Entonces se oyó otra voz:
– ¡Vamos, Olivia, date prisa!
Duncan conocía esa voz. Era la de Bill Lewis y miró hacia la oscuridad tratando de verlo.
– ¡Mata a ese hijo de puta! -gritó la primera voz.
– Duncan, usa la cabeza -continuó Olivia con voz serena. No hizo ademán de tomar el maletín, pero lo señaló con la pistola-. Dámelo. ¿No ves que puedo quitártelo si quiero?
Duncan le entregó el maletín y Oliva lo dejó en el suelo detrás de ella y continuó empuñando el arma.

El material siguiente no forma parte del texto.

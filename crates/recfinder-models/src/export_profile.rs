//! Export profiles.
//!
//! The two retrieval modes write different CSV shapes. Each shape is a named
//! profile so a caller picks one explicitly per output path.

use std::fmt;

use serde::{Deserialize, Serialize};

use crate::recording::RecordingRecord;

const BULK_HEADER: [&str; 5] = [
    "Conversation ID",
    "Recording ID",
    "Start Time",
    "Duration (seconds)",
    "Agent Name",
];

const DETAIL_HEADER: [&str; 7] = [
    "Conversation ID",
    "Recording ID",
    "Start Time",
    "End Time",
    "Media Type",
    "File State",
    "Download URL",
];

/// CSV schema used by an export file.
#[derive(Debug, Clone, Copy, PartialEq, Eq, Hash, Serialize, Deserialize, Default)]
#[serde(rename_all = "snake_case")]
pub enum ExportProfile {
    /// Time-range mode: one row per recording found by the query endpoint.
    Bulk,
    /// Identifier-list mode: recording lifecycle and download details.
    #[default]
    Detail,
}

impl ExportProfile {
    pub fn as_str(&self) -> &'static str {
        match self {
            ExportProfile::Bulk => "bulk",
            ExportProfile::Detail => "detail",
        }
    }

    /// Header row for this profile.
    pub fn header(&self) -> &'static [&'static str] {
        match self {
            ExportProfile::Bulk => &BULK_HEADER,
            ExportProfile::Detail => &DETAIL_HEADER,
        }
    }

    /// Map a record onto this profile's columns, substituting the sentinel
    /// for absent fields.
    pub fn row(&self, record: &RecordingRecord) -> Vec<String> {
        match self {
            ExportProfile::Bulk => vec![
                record.conversation_id.to_string(),
                RecordingRecord::or_sentinel(record.recording_id.as_deref()),
                RecordingRecord::or_sentinel(record.start_time.as_deref()),
                RecordingRecord::or_sentinel(record.duration_seconds.as_deref()),
                RecordingRecord::or_sentinel(record.agent_name.as_deref()),
            ],
            ExportProfile::Detail => vec![
                record.conversation_id.to_string(),
                RecordingRecord::or_sentinel(record.recording_id.as_deref()),
                RecordingRecord::or_sentinel(record.start_time.as_deref()),
                RecordingRecord::or_sentinel(record.end_time.as_deref()),
                RecordingRecord::or_sentinel(record.media_type.as_deref()),
                RecordingRecord::or_sentinel(record.file_state.as_deref()),
                RecordingRecord::or_sentinel(record.download_uri.as_deref()),
            ],
        }
    }
}

impl fmt::Display for ExportProfile {
    fn fmt(&self, f: &mut fmt::Formatter<'_>) -> fmt::Result {
        write!(f, "{}", self.as_str())
    }
}

#[cfg(test)]
mod tests {
    use super::*;
    use crate::recording::NOT_AVAILABLE;
    use serde_json::json;

    #[test]
    fn test_row_width_matches_header() {
        let record = RecordingRecord::from_payload("c1".into(), &json!({}));
        for profile in [ExportProfile::Bulk, ExportProfile::Detail] {
            assert_eq!(profile.row(&record).len(), profile.header().len());
        }
    }

    #[test]
    fn test_detail_row_maps_fields_positionally() {
        let record = RecordingRecord::from_payload(
            "c1".into(),
            &json!({
                "id": "r1",
                "startTime": "2024-01-01T10:00:00Z",
                "endTime": "2024-01-01T10:05:00Z",
                "media": "audio",
                "fileState": "AVAILABLE",
                "mediaUris": {"0": {"mediaUri": "https://media/r1"}}
            }),
        );
        assert_eq!(
            ExportProfile::Detail.row(&record),
            vec![
                "c1",
                "r1",
                "2024-01-01T10:00:00Z",
                "2024-01-01T10:05:00Z",
                "audio",
                "AVAILABLE",
                "https://media/r1"
            ]
        );
    }

    #[test]
    fn test_bulk_row_uses_sentinel_for_missing_agent() {
        let record = RecordingRecord::from_payload(
            "c1".into(),
            &json!({"id": "r1", "startTime": "t0", "durationMilliseconds": 1500}),
        );
        assert_eq!(
            ExportProfile::Bulk.row(&record),
            vec!["c1", "r1", "t0", "1.5", NOT_AVAILABLE]
        );
    }
}
//! Time-range export: query cursor → per-conversation fetch → Bulk rows.

use std::path::Path;

use tracing::{warn, Instrument};

use recfinder_client::{ClientConfig, RecordingsClient};
use recfinder_export::IncrementalExporter;
use recfinder_models::{ExportProfile, QueryInterval};

use crate::error::RunnerResult;
use crate::logging::RunLogger;

/// Outcome of a time-range export.
#[derive(Debug, Clone, Default, PartialEq, Eq)]
pub struct RangeExportSummary {
    pub pages: u32,
    pub conversations: usize,
    /// Query results without a conversation id.
    pub skipped: usize,
    pub recordings_written: usize,
    pub export_failures: usize,
    /// Set when a page request or a write failed and pagination stopped
    /// early.
    pub aborted: Option<String>,
}

impl RangeExportSummary {
    pub fn is_complete(&self) -> bool {
        self.aborted.is_none()
    }
}

/// Walk every query page for `interval`, appending each conversation's
/// recordings before moving to the next one.
///
/// A failed page or a failed write ends pagination; rows already written
/// stay in the file.
pub async fn export_time_range(
    client: &RecordingsClient,
    exporter: &IncrementalExporter,
    interval: &QueryInterval,
) -> RangeExportSummary {
    let logger = RunLogger::new("range", interval.to_query_string());
    let span = logger.create_span();

    async {
        logger.log_start(&format!("writing to {}", exporter.path().display()));

        let mut summary = RangeExportSummary::default();
        let mut cursor = client.query_cursor(interval);

        'pages: loop {
            let page = match cursor.next_page(client).await {
                Ok(Some(page)) => page,
                Ok(None) => break,
                Err(e) => {
                    logger.log_error(&format!("page {} failed: {}", cursor.query().current_page(), e));
                    summary.aborted = Some(e.to_string());
                    break;
                }
            };
            summary.pages = cursor.pages_fetched();

            for conversation in page.conversations {
                let Some(conversation_id) = conversation.conversation_id else {
                    warn!("Query result without conversationId, skipping");
                    summary.skipped += 1;
                    continue;
                };
                summary.conversations += 1;

                let records = client.fetch_recordings(&conversation_id).await;
                match exporter.append_records(&conversation_id, &records) {
                    Ok(written) => summary.recordings_written += written,
                    Err(e) => {
                        logger.log_error(&format!(
                            "could not export conversation {}: {}",
                            conversation_id, e
                        ));
                        summary.export_failures += 1;
                        summary.aborted = Some(e.to_string());
                        break 'pages;
                    }
                }
            }

            logger.log_progress(&format!(
                "{} pages, {} conversations, {} recordings",
                summary.pages, summary.conversations, summary.recordings_written
            ));
        }

        let message = format!(
            "{} conversations, {} recordings in {} pages",
            summary.conversations, summary.recordings_written, summary.pages
        );
        if summary.is_complete() {
            logger.log_completion(&message);
        } else {
            logger.log_warning(&format!("stopped early with partial output: {}", message));
        }
        summary
    }
    .instrument(span)
    .await
}

/// Parse the dates, connect and run a Bulk-profile export into `output`.
pub async fn run(
    client_config: ClientConfig,
    start: &str,
    end: &str,
    output: &Path,
) -> RunnerResult<RangeExportSummary> {
    let interval = QueryInterval::parse(start, end)?;
    let client = RecordingsClient::connect(client_config).await?;
    let exporter = IncrementalExporter::new(output, ExportProfile::Bulk);
    Ok(export_time_range(&client, &exporter, &interval).await)
}
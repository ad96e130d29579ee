//! Client-credentials authentication.
//!
//! The [`Authenticator`] owns the current [`Session`]. Re-authentication
//! replaces the session wholesale under a write lock, so concurrent
//! attempts are serialized and readers never observe a half-built set of
//! headers.

use chrono::{DateTime, Utc};
use reqwest::header::{HeaderMap, HeaderValue, AUTHORIZATION, CONTENT_TYPE};
use reqwest::Client;
use serde::Deserialize;
use tokio::sync::RwLock;
use tracing::{debug, error, info};

use crate::config::{ClientConfig, Credentials};
use crate::error::{ClientError, ClientResult};
use crate::metrics::observe;
use crate::retry::{with_backoff_when, RetryConfig};

/// Characters of the token shown in diagnostics.
const TOKEN_PREVIEW_CHARS: usize = 10;

#[derive(Debug, Deserialize)]
struct TokenResponse {
    access_token: String,
    #[serde(default)]
    expires_in: Option<u64>,
}

/// Bearer token plus the request headers derived from it.
#[derive(Clone)]
pub struct Session {
    access_token: String,
    headers: HeaderMap,
    issued_at: DateTime<Utc>,
    expires_in: Option<u64>,
}

impl Session {
    fn new(access_token: String, expires_in: Option<u64>) -> ClientResult<Self> {
        let mut headers = HeaderMap::new();
        let bearer = HeaderValue::from_str(&format!("Bearer {}", access_token))
            .map_err(|_| ClientError::invalid_response("access token is not a valid header value"))?;
        headers.insert(AUTHORIZATION, bearer);
        headers.insert(CONTENT_TYPE, HeaderValue::from_static("application/json"));

        Ok(Self {
            access_token,
            headers,
            issued_at: Utc::now(),
            expires_in,
        })
    }

    pub fn headers(&self) -> &HeaderMap {
        &self.headers
    }

    pub fn issued_at(&self) -> DateTime<Utc> {
        self.issued_at
    }

    /// Token lifetime in seconds as reported by the login service.
    pub fn expires_in(&self) -> Option<u64> {
        self.expires_in
    }

    /// Leading characters of the token, safe to log.
    pub fn token_preview(&self) -> String {
        let prefix: String = self.access_token.chars().take(TOKEN_PREVIEW_CHARS).collect();
        format!("{}...", prefix)
    }
}

impl std::fmt::Debug for Session {
    fn fmt(&self, f: &mut std::fmt::Formatter<'_>) -> std::fmt::Result {
        f.debug_struct("Session")
            .field("token", &self.token_preview())
            .field("issued_at", &self.issued_at)
            .field("expires_in", &self.expires_in)
            .finish()
    }
}

/// Exchanges client credentials for bearer tokens.
pub struct Authenticator {
    http: Client,
    token_url: String,
    credentials: Credentials,
    retry: RetryConfig,
    session: RwLock<Option<Session>>,
}

impl Authenticator {
    pub fn new(http: Client, config: &ClientConfig) -> Self {
        Self {
            http,
            token_url: format!("{}/oauth/token", config.login_base_url),
            credentials: config.credentials.clone(),
            retry: config.retry.clone(),
            session: RwLock::new(None),
        }
    }

    /// Obtain a fresh token and replace the session.
    ///
    /// Retries transport failures and any non-2xx status with exponential
    /// backoff. A 2xx body that is not a token is not retried. On final
    /// failure the previous session (if any) is left untouched and an
    /// [`ClientError::AuthError`] is returned.
    pub async fn authenticate(&self) -> ClientResult<()> {
        let mut session = self.session.write().await;

        let fresh = with_backoff_when(
            &self.retry,
            "authenticate",
            ClientError::is_failed_exchange,
            || self.request_token(),
        )
        .await
        .map_err(|e| {
            error!("Authentication failed: {}", e);
            match e {
                ClientError::AuthError(_) => e,
                other => ClientError::auth_error(other.to_string()),
            }
        })?;

        debug!(token = %fresh.token_preview(), expires_in = ?fresh.expires_in, "Issued new session");
        *session = Some(fresh);
        info!("Successfully authenticated");
        Ok(())
    }

    async fn request_token(&self) -> ClientResult<Session> {
        observe("authenticate", async {
            let form = [
                ("grant_type", "client_credentials"),
                ("client_id", self.credentials.client_id.as_str()),
                ("client_secret", self.credentials.client_secret.as_str()),
            ];

            let response = self.http.post(&self.token_url).form(&form).send().await?;
            let status = response.status();
            let body = response.text().await.unwrap_or_default();

            if !status.is_success() {
                return Err(ClientError::from_http_status(
                    status.as_u16(),
                    format!("{} failed: {}", self.token_url, body),
                ));
            }

            let token: TokenResponse = serde_json::from_str(&body).map_err(|e| {
                ClientError::invalid_response(format!("token response: {}", e))
            })?;
            if token.access_token.is_empty() {
                return Err(ClientError::invalid_response("token response has an empty access_token"));
            }

            Session::new(token.access_token, token.expires_in)
        })
        .await
    }

    /// Headers of the current session.
    pub async fn headers(&self) -> ClientResult<HeaderMap> {
        self.session
            .read()
            .await
            .as_ref()
            .map(|s| s.headers().clone())
            .ok_or_else(|| ClientError::auth_error("not authenticated"))
    }

    /// Snapshot of the current session.
    pub async fn session(&self) -> Option<Session> {
        self.session.read().await.clone()
    }
}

– Bien -dijo-. Buen chico, Duncan.
Después le quitó las llaves del contacto.
– Las dejaré cincuenta metros más adelante, en la carretera -dijo-. La señal será la luz de freno de mi coche. Estarán en el centro de la carretera, las encontrarás si buscas con cuidado.
– Tommy… -gimió Duncan.
– Contaré el dinero y me pondré en contacto. Estate tranquilo, Duncan, casi lo has conseguido. Nadie ha muerto todavía y nadie tiene por qué morir, piénsalo. Piénsalo muy bien, nadie tiene por qué morir… -Subrayó la palabra «tiene».- Pero podría -susurró.
Luego dio un paso atrás y agarró el maletín del suelo. Duncan casi se cayó del coche al tratar de sujetarla, pero Olivia se giró y le apuntó con la pistola en el pecho.
– Sígueme el juego, Duncan -dijo.
Éste se detuvo con las manos extendidas en un gesto de súplica pero también de desesperación. Olivia le dio la espalda bruscamente con una carcajada cruel y él la miró mientras se metía en el coche. Los faros que antes lo habían deslumbrado ahora se habían apagado, pero el motor rugió y Duncan retrocedió sobresaltado mientras el coche pasaba junto a él. Lo siguió con la mirada y lo vio detenerse a unos cincuenta metros.
Como le había dicho, se encendieron las luces de freno, que además le impedían identificar la matrícula o el modelo de coche. Después éste aceleró y se perdió en la oscuridad. Duncan echó a correr detrás de él, jadeando y atragantándose, pero pronto desapareció detrás de una curva. Duncan permaneció quieto un instante mirando la noche negra e infinita.
Y después, puesto que no tenía absolutamente otra cosa que hacer, se arrodilló y empezó a buscar las llaves.